Of the total number of higher education students in the city, about 21,800 (52% of the total for Jerusalem) attended the Hebrew University (including 1,500 students attending the Faculty of Agriculture in Rehovot), 13,900 students (33%) attended one of the seven academic colleges, and 6,000 students (14%) attended one of the five teacher training colleges.
Among all the higher education students in Jerusalem, 74% were pursuing a bachelor’s degree (71% in Israel), 20% were pursuing a master’s degree (23% in Israel), and 5% were pursuing a doctoral degree (4% in Israel).
In 2022 the room occupancy rate in Jerusalem’s hotels increased significantly to 55%, compared with just 22% in 2021. Nonetheless, the room occupancy rate was still below the figure for 2019 (72%), the year preceding the Covid-19 outbreak.
This recovery is also reflected in Jerusalem’s increased hotel revenues for 2022, which reached NIS 2 billion. That figure marks a 181% rise relative to 2021, which saw a sharp decrease because of the Covid-19 pandemic, but it is still 23% below the figure for 2019, when revenues reached NIS 2.5 billion – the highest ever recorded in the city.
In 2022 Jerusalem was the preferred destination in terms of overnight stays by foreign tourists, with 34% of all the overnight stays by foreign visitors to Israel recorded in Jerusalem (compared with 26% in 2021 and a comparable figure in 2019). By comparison, 31% of the overnight stays by foreign visitors to Israel were recorded for Tel Aviv’s tourist hotels, 8% for Tiberias, and 3% for the Dead Sea.
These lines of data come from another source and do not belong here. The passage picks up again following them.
//! Rate limiting implementation
//!
//! A minimum-interval gate shared by every request that goes through it.
//! The "read last grant, sleep, record new grant" sequence runs under one
//! FIFO-fair async mutex, so concurrent callers are granted passage strictly
//! in arrival order and never closer together than the configured interval.

use crate::types::MIN_REQUEST_INTERVAL;
use std::sync::{Arc, LazyLock};
use std::time::Duration;
use tokio::sync::Mutex;
use tokio::time::{sleep_until, Instant};
use tracing::debug;

static GLOBAL: LazyLock<RateLimiter> = LazyLock::new(|| RateLimiter::new(MIN_REQUEST_INTERVAL));

/// Minimum-interval rate limiter
///
/// Clones share state: every clone gates against the same last-grant timestamp.
#[derive(Clone)]
pub struct RateLimiter {
    min_interval: Duration,
    /// `None` until the first grant, so the first caller never waits
    last_grant: Arc<Mutex<Option<Instant>>>,
}

impl RateLimiter {
    /// Create an independent limiter with its own timestamp
    pub fn new(min_interval: Duration) -> Self {
        Self {
            min_interval,
            last_grant: Arc::new(Mutex::new(None)),
        }
    }

    /// Handle to the process-wide limiter (2000ms spacing)
    pub fn global() -> Self {
        GLOBAL.clone()
    }

    /// Configured spacing between grants
    pub fn min_interval(&self) -> Duration {
        self.min_interval
    }

    /// Whether this handle shares state with `other`
    pub fn shares_state_with(&self, other: &RateLimiter) -> bool {
        Arc::ptr_eq(&self.last_grant, &other.last_grant)
    }

    /// Wait until passage is granted and return the grant time.
    ///
    /// The lock is held across the sleep. Dropping the future mid-wait
    /// releases the lock without recording a grant.
    pub async fn wait(&self) -> Instant {
        let mut last_grant = self.last_grant.lock().await;

        if let Some(previous) = *last_grant {
            let ready_at = previous + self.min_interval;
            let now = Instant::now();
            if ready_at > now {
                debug!("Rate limiter sleeping {:?}", ready_at - now);
                sleep_until(ready_at).await;
            }
        }

        let granted = Instant::now();
        *last_grant = Some(granted);
        granted
    }
}

impl Default for RateLimiter {
    fn default() -> Self {
        Self::global()
    }
}

impl std::fmt::Debug for RateLimiter {
    fn fmt(&self, f: &mut std::fmt::Formatter<'_>) -> std::fmt::Result {
        f.debug_struct("RateLimiter")
            .field("min_interval", &self.min_interval)
            .finish_non_exhaustive()
    }
}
In 2022 Jerusalem recorded a record number of overnight stays by Israelis at tourist hotels – 1,259,100. However, Jerusalem is not the preferred destination among Israelis, drawing only 8% of all the overnight stays by Israelis in Israel (comparable to their relative proportion in 2019), compared with figures of 42% for Eilat, 11% for the Dead Sea, and 8% for Tel Aviv.
Housing and Construction
In 2022 a record number of 7,300 construction permits were issued in Jerusalem, following a large increase in 2021, when 5,400 permits were issued to start construction. This number is three times larger compared to previous years, when an average of 2,000-2,300 building permits were issued each year.
During that year, 9% of all the housing starts comprised apartments with 1-2 rooms* (compared with 6% in Israel at large). Three-room apartments accounted for 24% of all the housing starts in Jerusalem (compared with 12% in Israel). Four-room apartments in Jerusalem accounted for 42% (compared with 43% in Israel), and apartments consisting of 5 or more rooms accounted for 26% (compared with 40% in Israel).
In 2022 construction was completed on 3,100 residential apartments in Jerusalem. Of these housing completions, 7% comprised apartments with 1-2 rooms (compared with 5% in Israel), 20% comprised 3-room apartments (12% in Israel), 33% comprised 4-room apartments (39% in Israel), and 41% comprised apartments with 5 or more rooms (44% in Israel).
In 2022 Jerusalem recorded a total of 4,700 apartment sales, compared with 5,500 in 2021. Other major cities with a notable number of sales were Be’er Sheva (4,500) and Haifa (4,300). In Tel Aviv a total of 2,200 apartments were sold that year.
The average sales price for an apartment comprising 3.5-4 rooms in Jerusalem stood at NIS 2,777,800 – a 16% increase compared with 2021. This was higher than the figures for Israel (NIS 1,885,500) and Haifa (NIS 1,610,300), but significantly lower than the figure for Tel Aviv (NIS 4,643,700).
*In Israel, the reference to number of rooms per house also includes the living room (in addition to the total of bedrooms).